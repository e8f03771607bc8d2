//! Parameter loader that binds records from a store.
//!
//! The [`Loader`] is the engine behind [`load`] and
//! [`load_with_parameters`]. One load runs these steps, in order:
//!
//! 1. Walk the record and collect its bindings
//! 2. Split them into plain and decrypt groups, keeping declaration order
//! 3. Fetch each group in batches of at most [`MAX_PARAMETERS`] keys,
//!    all plain batches first
//! 4. Convert each fetched value into its field
//!
//! The first failure stops the load. Fields assigned before it keep their
//! new values.
//!
//! # Example
//!
//! ```rust
//! use paramstore::{Loader, Parameters};
//! use paramstore::store::MemoryStore;
//!
//! #[derive(Default, Parameters)]
//! struct Config {
//!     #[param("/{{.env}}/port")]
//!     port: u16,
//! }
//!
//! let store = MemoryStore::new().with("/dev/port", "8080");
//! let mut config = Config::default();
//!
//! Loader::new(&store)
//!     .load_with_parameters(&mut config, &serde_json::json!({ "env": "dev" }))
//!     .unwrap();
//!
//! assert_eq!(config.port, 8080);
//! ```

use std::collections::HashMap;
use std::sync::Arc;

use parking_lot::Mutex;
use serde::Serialize;
use serde_json::Value;

use crate::batch::{batches, partition_stable};
use crate::convert::{Bind, convert};
use crate::error::Error;
use crate::fingerprint::{Fingerprint, FingerprintBuilder};
use crate::store::ParameterStore;
use crate::walk::{Binding, FieldMeta, Parameters, Walker};
use crate::watch::Watcher;

/// Most keys fetched in one store request.
pub const MAX_PARAMETERS: usize = 10;

/// Binds records from a [`ParameterStore`].
#[derive(Clone, Copy)]
pub struct Loader<'s> {
    store: &'s dyn ParameterStore,
    max_batch: usize,
}

impl std::fmt::Debug for Loader<'_> {
    fn fmt(&self, f: &mut std::fmt::Formatter<'_>) -> std::fmt::Result {
        f.debug_struct("Loader")
            .field("store", &self.store.name())
            .field("max_batch", &self.max_batch)
            .finish()
    }
}

impl<'s> Loader<'s> {
    /// Creates a loader fetching up to [`MAX_PARAMETERS`] keys per request.
    #[must_use]
    pub fn new(store: &'s dyn ParameterStore) -> Self {
        Self {
            store,
            max_batch: MAX_PARAMETERS,
        }
    }

    /// Lowers the number of keys per request, between 1 and
    /// [`MAX_PARAMETERS`].
    #[must_use]
    pub fn with_max_batch(mut self, max: usize) -> Self {
        self.max_batch = max.clamp(1, MAX_PARAMETERS);

        self
    }

    /// Keys per request.
    #[must_use]
    pub const fn max_batch(&self) -> usize {
        self.max_batch
    }

    /// Binds `record` without template parameters.
    ///
    /// # Errors
    ///
    /// Returns the first walk, fetch or conversion failure.
    pub fn load<R: Parameters + ?Sized>(&self, record: &mut R) -> Result<Fingerprint, Error> {
        self.run(record, None)
    }

    /// Binds `record`, rendering key templates against `params`.
    ///
    /// # Errors
    ///
    /// Returns [`Error::Parameters`] when `params` cannot be serialized,
    /// otherwise the first walk, fetch or conversion failure.
    pub fn load_with_parameters<R, P>(&self, record: &mut R, params: &P) -> Result<Fingerprint, Error>
    where
        R: Parameters + ?Sized,
        P: Serialize + ?Sized,
    {
        let params = serde_json::to_value(params).map_err(|source| Error::Parameters { source })?;

        self.run(record, Some(&params))
    }

    /// Binds `record` against already serialized template parameters.
    ///
    /// # Errors
    ///
    /// Returns the first walk, fetch or conversion failure.
    pub fn load_with_value<R: Parameters + ?Sized>(
        &self,
        record: &mut R,
        params: &Value,
    ) -> Result<Fingerprint, Error> {
        self.run(record, Some(params))
    }

    /// Fetches a single parameter and converts it into a fresh `T`.
    ///
    /// # Errors
    ///
    /// Returns [`Error::Store`] when the key cannot be fetched, or the
    /// conversion failure.
    pub fn get<T: Bind + Default>(&self, key: &str, decrypt: bool) -> Result<T, Error> {
        let parameter = self.store.get_parameter(key, decrypt)?;
        let mut value = T::default();

        convert(&mut value, &parameter.value, false)
            .map_err(|err| err.for_field(&FieldMeta::new("", std::any::type_name::<T>()), decrypt))?;

        Ok(value)
    }

    fn run<R: Parameters + ?Sized>(
        &self,
        record: &mut R,
        params: Option<&Value>,
    ) -> Result<Fingerprint, Error> {
        let bindings = Walker::collect(record, params)?;
        let (mut plain, mut secret) = partition_stable(bindings, |binding| binding.tag.decrypt);

        tracing::debug!(
            store = self.store.name(),
            plain = plain.len(),
            decrypt = secret.len(),
            "loading parameters"
        );

        let mut fingerprint = FingerprintBuilder::new(params);

        for batch in batches(&mut plain, self.max_batch) {
            self.fetch_batch(batch, false, &mut fingerprint)?;
        }
        for batch in batches(&mut secret, self.max_batch) {
            self.fetch_batch(batch, true, &mut fingerprint)?;
        }

        Ok(fingerprint.finish())
    }

    fn fetch_batch(
        &self,
        batch: &mut [Binding<'_>],
        decrypt: bool,
        fingerprint: &mut FingerprintBuilder,
    ) -> Result<(), Error> {
        let fetched = {
            let keys: Vec<&str> = batch.iter().map(|binding| binding.tag.key.as_str()).collect();
            tracing::debug!(decrypt, size = keys.len(), "fetching parameter batch");

            self.store.get_parameters(&keys, decrypt)?
        };

        if !fetched.invalid.is_empty() {
            return Err(Error::not_found(fetched.invalid));
        }

        let values: HashMap<String, String> = fetched
            .parameters
            .into_iter()
            .map(|parameter| (parameter.name, parameter.value))
            .collect();

        for binding in batch.iter_mut() {
            let value = values
                .get(&binding.tag.key)
                .ok_or_else(|| Error::missing_value(&binding.tag.key))?;

            let outcome = convert(&mut *binding.slot, value, binding.tag.json)
                .map_err(|err| err.for_field(&binding.field, binding.tag.decrypt))?;

            tracing::trace!(
                field = binding.field.name(),
                key = %binding.tag.key,
                ?outcome,
                "bound parameter"
            );

            fingerprint.update(&binding.tag.key, value);
        }

        Ok(())
    }
}

// ============================================================================
// Entry points
// ============================================================================

/// Binds a shared record without template parameters.
///
/// The returned watcher never reports changes.
///
/// # Errors
///
/// Returns the first walk, fetch or conversion failure.
pub fn load<R>(store: Arc<dyn ParameterStore>, record: &Arc<Mutex<R>>) -> Result<Watcher<R>, Error>
where
    R: Parameters + Send + 'static,
{
    Loader::new(&*store).load(&mut *record.lock())?;

    Ok(Watcher::noop())
}

/// Binds a shared record, rendering key templates against `params`.
///
/// The returned watcher can re-run the load periodically and report when
/// the bound values drift.
///
/// # Errors
///
/// Returns [`Error::Parameters`] when `params` cannot be serialized,
/// otherwise the first walk, fetch or conversion failure.
///
/// # Example
///
/// ```rust
/// use std::sync::Arc;
/// use parking_lot::Mutex;
/// use paramstore::{Parameters, load_with_parameters};
/// use paramstore::store::MemoryStore;
///
/// #[derive(Default, Parameters)]
/// struct Config {
///     #[param("/{{.env}}/token,decrypt")]
///     token: String,
/// }
///
/// let store = Arc::new(MemoryStore::new().with_secure("/prd/token", "t0k3n"));
/// let config = Arc::new(Mutex::new(Config::default()));
///
/// let watcher = load_with_parameters(store, &config, &serde_json::json!({ "env": "prd" })).unwrap();
///
/// assert_eq!(config.lock().token, "t0k3n");
/// assert!(watcher.is_active());
/// ```
pub fn load_with_parameters<R, P>(
    store: Arc<dyn ParameterStore>,
    record: &Arc<Mutex<R>>,
    params: &P,
) -> Result<Watcher<R>, Error>
where
    R: Parameters + Send + 'static,
    P: Serialize + ?Sized,
{
    let params = serde_json::to_value(params).map_err(|source| Error::Parameters { source })?;
    let fingerprint = Loader::new(&*store).load_with_value(&mut *record.lock(), &params)?;

    Ok(Watcher::new(store, Arc::clone(record), params, fingerprint))
}

#[cfg(test)]
mod tests {
    use serde_json::json;

    use super::*;
    use crate::store::MemoryStore;

    struct Pair {
        a: String,
        b: i32,
    }

    impl Parameters for Pair {
        fn walk<'a>(&'a mut self, walker: &mut Walker<'a, '_>) -> Result<(), Error> {
            walker.field(FieldMeta::new("a", "String"), "/{{.env}}/a", &mut self.a)?;
            walker.field(FieldMeta::new("b", "i32"), "/{{.env}}/b,decrypt", &mut self.b)
        }
    }

    fn pair() -> Pair {
        Pair {
            a: String::new(),
            b: 0,
        }
    }

    #[test]
    fn test_load_binds_rendered_keys() {
        let store = MemoryStore::new().with("/dev/a", "x").with_secure("/dev/b", "7");
        let mut record = pair();

        Loader::new(&store)
            .load_with_parameters(&mut record, &json!({ "env": "dev" }))
            .unwrap();

        assert_eq!(record.a, "x");
        assert_eq!(record.b, 7);
    }

    #[test]
    fn test_not_found_names_all_keys() {
        let store = MemoryStore::new();
        let mut record = pair();

        let err = Loader::new(&store)
            .with_max_batch(1)
            .load(&mut record)
            .unwrap_err();

        assert_eq!(err.to_string(), "invalid parameters: /{{.env}}/a");
    }

    #[test]
    fn test_conversion_error_names_field_and_redacts() {
        let store = MemoryStore::new().with("/dev/a", "x").with_secure("/dev/b", "seven");
        let mut record = pair();

        let err = Loader::new(&store)
            .load_with_parameters(&mut record, &json!({ "env": "dev" }))
            .unwrap_err();

        assert_eq!(err.field(), Some("b"));
        assert!(!err.to_string().contains("seven"));
        assert_eq!(record.a, "x");
    }

    #[test]
    fn test_fingerprint_tracks_values() {
        let store = MemoryStore::new().with("/dev/a", "x").with_secure("/dev/b", "7");
        let params = json!({ "env": "dev" });
        let loader = Loader::new(&store);

        let first = loader.load_with_value(&mut pair(), &params).unwrap();
        let again = loader.load_with_value(&mut pair(), &params).unwrap();
        assert_eq!(first, again);

        store.set("/dev/a", "y");
        let changed = loader.load_with_value(&mut pair(), &params).unwrap();
        assert_ne!(first, changed);
    }

    #[test]
    fn test_get_single_parameter() {
        let store = MemoryStore::new().with("/timeout", "1m");
        let loader = Loader::new(&store);

        let timeout: std::time::Duration = loader.get("/timeout", false).unwrap();
        assert_eq!(timeout, std::time::Duration::from_secs(60));

        let err = loader.get::<u8>("/missing", false).unwrap_err();
        assert!(matches!(err, Error::Store(_)));
    }

    #[test]
    fn test_max_batch_clamped() {
        let store = MemoryStore::new();

        assert_eq!(Loader::new(&store).with_max_batch(0).max_batch(), 1);
        assert_eq!(Loader::new(&store).with_max_batch(50).max_batch(), MAX_PARAMETERS);
    }
}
* * *
→ Task prompt:
Starting at the line that has "return Err(Error::not_found(fetched.invalid));" in the records above, restate word for word every line until the one that has "let value = values", and include that one as well.

→ Output of the exercise:
            return Err(Error::not_found(fetched.invalid));
        }

        let values: HashMap<String, String> = fetched
            .parameters
            .into_iter()
            .map(|parameter| (parameter.name, parameter.value))
            .collect();

        for binding in batch.iter_mut() {
            let value = values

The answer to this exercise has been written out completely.